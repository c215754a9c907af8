//! Error taxonomy for indexing and retrieval.
//!
//! Variants split into two families. User-input errors carry enough detail
//! for the caller to correct the request and are reported verbatim.
//! Infrastructure faults (`Storage`, `Embedding`) carry internal detail that
//! transports should log rather than expose; see [`KbError::public_message`].

use thiserror::Error;

/// Result alias used by the collection manager, pipeline, and query engine.
pub type KbResult<T> = std::result::Result<T, KbError>;

#[derive(Debug, Error)]
pub enum KbError {
    /// Collection name outside `[A-Za-z0-9_-]+`.
    #[error(
        "invalid collection name '{0}': must contain only letters, numbers, hyphens, and underscores"
    )]
    InvalidName(String),

    /// File extension not in the supported-format set.
    #[error("unsupported file type: '{extension}'. Supported: {}", .supported.join(", "))]
    UnsupportedFormat {
        extension: String,
        supported: Vec<String>,
    },

    /// The document parsed but contained no extractable text.
    #[error("no text could be extracted from '{filename}'")]
    NoContent { filename: String },

    /// The chunker was handed text with no non-whitespace content.
    #[error("input text is empty")]
    EmptyInput,

    /// The format parser rejected the document.
    #[error("could not read '{filename}': {reason}")]
    Extraction { filename: String, reason: String },

    /// The targeted collection does not exist.
    #[error("collection '{0}' not found")]
    NotFound(String),

    /// A request parameter is out of range.
    #[error("invalid request: {0}")]
    InvalidRequest(String),

    /// Index open/write/delete failure.
    #[error("storage error: {0}")]
    Storage(String),

    /// Embedding provider failure.
    #[error("embedding error: {0}")]
    Embedding(String),
}

impl KbError {
    /// Wrap an adapter error as a storage fault, keeping the full cause chain.
    pub fn storage(err: anyhow::Error) -> Self {
        KbError::Storage(format!("{:#}", err))
    }

    /// Wrap a provider error as an embedding fault, keeping the full cause chain.
    pub fn embedding(err: anyhow::Error) -> Self {
        KbError::Embedding(format!("{:#}", err))
    }

    /// True for errors caused by the request itself rather than the system.
    pub fn is_user_error(&self) -> bool {
        !matches!(self, KbError::Storage(_) | KbError::Embedding(_))
    }

    /// Stable machine-readable code for transports.
    pub fn code(&self) -> &'static str {
        match self {
            KbError::InvalidName(_) => "invalid_name",
            KbError::UnsupportedFormat { .. } => "unsupported_format",
            KbError::NoContent { .. } | KbError::EmptyInput => "no_content",
            KbError::Extraction { .. } => "extraction_failed",
            KbError::NotFound(_) => "not_found",
            KbError::InvalidRequest(_) => "bad_request",
            KbError::Storage(_) => "storage_error",
            KbError::Embedding(_) => "embedding_error",
        }
    }

    /// Message safe to return to an external caller.
    ///
    /// Infrastructure faults collapse to a generic sentence.
    pub fn public_message(&self) -> String {
        match self {
            KbError::Storage(_) => "internal storage error".to_string(),
            KbError::Embedding(_) => "embedding service unavailable".to_string(),
            other => other.to_string(),
        }
    }
}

------------------------

Without leaving out a single line, retype the material above exactly.

repository c215754a9c907af8
//! Error taxonomy for indexing and retrieval.
//!
//! Variants split into two families. User-input errors carry enough detail
//! for the caller to correct the request and are reported verbatim.
//! Infrastructure faults (`Storage`, `Embedding`) carry internal detail that
//! transports should log rather than expose; see [`KbError::public_message`].

use thiserror::Error;

/// Result alias used by the collection manager, pipeline, and query engine.
pub type KbResult<T> = std::result::Result<T, KbError>;

#[derive(Debug, Error)]
pub enum KbError {
    /// Collection name outside `[A-Za-z0-9_-]+`.
    #[error(
        "invalid collection name '{0}': must contain only letters, numbers, hyphens, and underscores"
    )]
    InvalidName(String),

    /// File extension not in the supported-format set.
    #[error("unsupported file type: '{extension}'. Supported: {}", .supported.join(", "))]
    UnsupportedFormat {
        extension: String,
        supported: Vec<String>,
    },

    /// The document parsed but contained no extractable text.
    #[error("no text could be extracted from '{filename}'")]
    NoContent { filename: String },

    /// The chunker was handed text with no non-whitespace content.
    #[error("input text is empty")]
    EmptyInput,

    /// The format parser rejected the document.
    #[error("could not read '{filename}': {reason}")]
    Extraction { filename: String, reason: String },

    /// The targeted collection does not exist.
    #[error("collection '{0}' not found")]
    NotFound(String),

    /// A request parameter is out of range.
    #[error("invalid request: {0}")]
    InvalidRequest(String),

    /// Index open/write/delete failure.
    #[error("storage error: {0}")]
    Storage(String),

    /// Embedding provider failure.
    #[error("embedding error: {0}")]
    Embedding(String),
}

impl KbError {
    /// Wrap an adapter error as a storage fault, keeping the full cause chain.
    pub fn storage(err: anyhow::Error) -> Self {
        KbError::Storage(format!("{:#}", err))
    }

    /// Wrap a provider error as an embedding fault, keeping the full cause chain.
    pub fn embedding(err: anyhow::Error) -> Self {
        KbError::Embedding(format!("{:#}", err))
    }

    /// True for errors caused by the request itself rather than the system.
    pub fn is_user_error(&self) -> bool {
        !matches!(self, KbError::Storage(_) | KbError::Embedding(_))
    }

    /// Stable machine-readable code for transports.
    pub fn code(&self) -> &'static str {
        match self {
            KbError::InvalidName(_) => "invalid_name",
            KbError::UnsupportedFormat { .. } => "unsupported_format",
            KbError::NoContent { .. } | KbError::EmptyInput => "no_content",
            KbError::Extraction { .. } => "extraction_failed",
            KbError::NotFound(_) => "not_found",
            KbError::InvalidRequest(_) => "bad_request",
            KbError::Storage(_) => "storage_error",
            KbError::Embedding(_) => "embedding_error",
        }
    }

    /// Message safe to return to an external caller.
    ///
    /// Infrastructure faults collapse to a generic sentence.
    pub fn public_message(&self) -> String {
        match self {
            KbError::Storage(_) => "internal storage error".to_string(),
            KbError::Embedding(_) => "embedding service unavailable".to_string(),
            other => other.to_string(),
        }
    }
}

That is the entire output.